During the drive to Hampstead from the Old Bailey the three men discussed Kemp and his past record. It was recalled that less than twelve months ago, while he was serving three years for burglary, his daughter had provided the newspapers with a sensation by dying in the dock while sentence was being passed on her. According to Inspector Chippenfield, who had been in charge of the case against her, she was a stylish, good-looking girl, and when dressed up might easily have been mistaken for a lady.

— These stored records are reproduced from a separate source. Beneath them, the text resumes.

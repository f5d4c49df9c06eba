//! Download configuration and job planning.

use std::ops::RangeInclusive;
use std::path::PathBuf;
use std::time::Duration;

use tracing::info;

use crate::coords::{BoundingBox, MAX_ZOOM};
use crate::error::ConfigError;
use crate::fetch::RetryPolicy;
use crate::presets::Presets;
use crate::scheduler::{DEFAULT_CONCURRENCY, Job};

pub const DEFAULT_URL: &str = "https://mt0.google.com/vt?lyrs=p&x={x}&s=&y={y}&z={z}";
pub const DEFAULT_CACHE_DIR: &str = "cache";
pub const WORLD_LAYER: &str = "world";

/// Zoom levels fetched for the whole world.
pub const WORLD_ZOOMS: RangeInclusive<u8> = 0..=6;
/// Zoom levels fetched for a selected country.
pub const REGION_ZOOMS: RangeInclusive<u8> = 7..=15;

#[derive(Debug, Clone, PartialEq)]
pub struct DownloadConfig {
    pub cache_dir: PathBuf,
    pub url_template: String,
    pub concurrency: usize,
    pub max_age: Option<Duration>,
    pub retry: RetryPolicy,
    /// Requested bounds; each pass is intersected with them.
    pub min_zoom: u8,
    pub max_zoom: u8,
    pub world_zooms: RangeInclusive<u8>,
    pub region_zooms: RangeInclusive<u8>,
    pub country: Option<String>,
}

impl Default for DownloadConfig {
    fn default() -> Self {
        Self {
            cache_dir: PathBuf::from(DEFAULT_CACHE_DIR),
            url_template: DEFAULT_URL.to_string(),
            concurrency: DEFAULT_CONCURRENCY,
            max_age: None,
            retry: RetryPolicy::default(),
            min_zoom: *WORLD_ZOOMS.start(),
            max_zoom: *REGION_ZOOMS.end(),
            world_zooms: WORLD_ZOOMS,
            region_zooms: REGION_ZOOMS,
            country: None,
        }
    }
}

/// Jobs to run plus the configuration problems met while planning them.
#[derive(Debug, Default)]
pub struct JobPlan {
    pub jobs: Vec<Job>,
    pub errors: Vec<ConfigError>,
}

impl DownloadConfig {
    pub fn validate(&self) -> Result<(), ConfigError> {
        if self.min_zoom > self.max_zoom {
            return Err(ConfigError::InvalidZoomRange {
                min: self.min_zoom,
                max: self.max_zoom,
            });
        }
        if self.max_zoom > MAX_ZOOM {
            return Err(ConfigError::ZoomTooDeep(self.max_zoom));
        }
        if self.concurrency == 0 {
            return Err(ConfigError::ZeroConcurrency);
        }
        Ok(())
    }

    fn window(&self, pass: &RangeInclusive<u8>) -> Option<RangeInclusive<u8>> {
        let lo = (*pass.start()).max(self.min_zoom);
        let hi = (*pass.end()).min(self.max_zoom);
        (lo <= hi).then_some(lo..=hi)
    }

    fn job(&self, layer: &str, bbox: BoundingBox, zooms: RangeInclusive<u8>) -> Result<Job, ConfigError> {
        Ok(Job::new(layer, bbox, zooms, self.url_template.as_str())?
            .with_concurrency(self.concurrency)?
            .with_max_age(self.max_age))
    }

    /// The world pass, then the country pass if one was requested.
    ///
    /// An unknown country is recorded in [`JobPlan::errors`] and does not
    /// prevent the world pass.
    pub fn jobs(&self, presets: &Presets) -> JobPlan {
        let mut plan = JobPlan::default();

        match self.window(&self.world_zooms) {
            Some(zooms) => match self.job(WORLD_LAYER, BoundingBox::world(), zooms) {
                Ok(job) => plan.jobs.push(job),
                Err(err) => plan.errors.push(err),
            },
            None => info!("World zoom window is empty, skipping world tiles"),
        }

        if let Some(code) = &self.country {
            match presets.get(code) {
                Ok(bbox) => match self.window(&self.region_zooms) {
                    Some(zooms) => match self.job(&code.to_lowercase(), bbox, zooms) {
                        Ok(job) => plan.jobs.push(job.with_label(code.to_uppercase())),
                        Err(err) => plan.errors.push(err),
                    },
                    None => info!(country = %code, "Country zoom window is empty, skipping"),
                },
                Err(err) => plan.errors.push(err),
            }
        }

        plan
    }
}

#[cfg(test)]
mod tests {
    use super::*;

    #[test]
    fn defaults_plan_world_only() {
        let plan = DownloadConfig::default().jobs(&Presets::builtin());
        assert!(plan.errors.is_empty());
        assert_eq!(plan.jobs.len(), 1);
        let world = &plan.jobs[0];
        assert_eq!(world.layer, "world");
        assert_eq!(world.zooms, 0..=6);
        assert_eq!(world.concurrency, 4);
        assert_eq!(world.url_template, DEFAULT_URL);
    }

    #[test]
    fn country_gets_lowercase_layer_and_region_zooms() {
        let config = DownloadConfig {
            country: Some("sg".into()),
            ..DownloadConfig::default()
        };
        let plan = config.jobs(&Presets::builtin());
        assert_eq!(plan.jobs.len(), 2);
        let sg = &plan.jobs[1];
        assert_eq!(sg.layer, "sg");
        assert_eq!(sg.label.as_deref(), Some("SG"));
        assert_eq!(sg.zooms, 7..=15);
    }

    #[test]
    fn zoom_bounds_clip_both_passes() {
        let config = DownloadConfig {
            country: Some("SG".into()),
            min_zoom: 5,
            max_zoom: 9,
            ..DownloadConfig::default()
        };
        let plan = config.jobs(&Presets::builtin());
        assert_eq!(plan.jobs[0].zooms, 5..=6);
        assert_eq!(plan.jobs[1].zooms, 7..=9);
    }

    #[test]
    fn empty_world_window_is_skipped() {
        let config = DownloadConfig {
            country: Some("SG".into()),
            min_zoom: 10,
            max_zoom: 12,
            ..DownloadConfig::default()
        };
        let plan = config.jobs(&Presets::builtin());
        assert_eq!(plan.jobs.len(), 1);
        assert_eq!(plan.jobs[0].layer, "sg");
        assert_eq!(plan.jobs[0].zooms, 10..=12);
    }

    #[test]
    fn unknown_country_keeps_world_job() {
        let config = DownloadConfig {
            country: Some("ZZ".into()),
            ..DownloadConfig::default()
        };
        let plan = config.jobs(&Presets::builtin());
        assert_eq!(plan.jobs.len(), 1);
        assert_eq!(plan.jobs[0].layer, "world");
        assert!(matches!(
            plan.errors.as_slice(),
            [ConfigError::UnknownCountry(code)] if code == "ZZ"
        ));
    }

    #[test]
    fn validate_rejects_inverted_bounds_and_zero_threads() {
        let inverted = DownloadConfig {
            min_zoom: 8,
            max_zoom: 3,
            ..DownloadConfig::default()
        };
        assert!(matches!(
            inverted.validate(),
            Err(ConfigError::InvalidZoomRange { min: 8, max: 3 })
        ));

        let no_workers = DownloadConfig {
            concurrency: 0,
            ..DownloadConfig::default()
        };
        assert!(matches!(
            no_workers.validate(),
            Err(ConfigError::ZeroConcurrency)
        ));
        assert!(DownloadConfig::default().validate().is_ok());
    }
}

“She got in touch with a flash gang of railway thieves from America,” said Inspector Chippenfield, helping himself to a cigar from Crewe’s proffered case. “They used to work the express trains, robbing the passengers in the sleeping berths. She was neatly caught at Victoria Station in calling for a dressing-case that had been left at the cloak room by one of the gang. Inside the dressing-case was Lady Sinclair’s jewel case, which had been stolen on the journey up from Brighton. The thief, being afraid that he might be stopped at Victoria Station when the loss of the jewel case was discovered, had placed it inside his dressing-case, and had left the dressing-case at the cloak room. He sent Dora Kemp for it a few days later, as he believed he had outwitted the police. But I’d got on to the track of the jewels, and after removing them from the dressing-case in the cloak room I had the cloak room watched. When Dora Kemp called for the dressing-case and handed in the cloakroom ticket, the attendant gave my men the signal and she was arrested.”
“She died of heart disease while on trial, didn’t she?” asked Crewe.
“Yes,” replied Inspector Chippenfield. “Sir Horace Fewbanks was the judge. He gave her five years. And no sooner were the words out of his mouth than she threw up her hands and fell forward in the dock. She was dead when they picked her up.”
“She was as game as they make them,” put in Rolfe. “We tried to get her to give the others away, but she wouldn’t, though she would have got off with a few months if she had. The gang got frightened and cleared out. They left her in the lurch, but she wouldn’t give one of them away.”
“It was Holymead who defended her,” said Chippenfield. “It was a strange thing for him to do—leading barristers don’t like touching criminal cases, because, as a rule, there is little money and less credit to be got out of them. But Holymead did some queer things at times, as you know. He must have taken up the case out of interest in the girl herself, for I’m certain she hadn’t the money to brief him. And I did hear afterwards that Holymead undertook to see that she was decently buried.”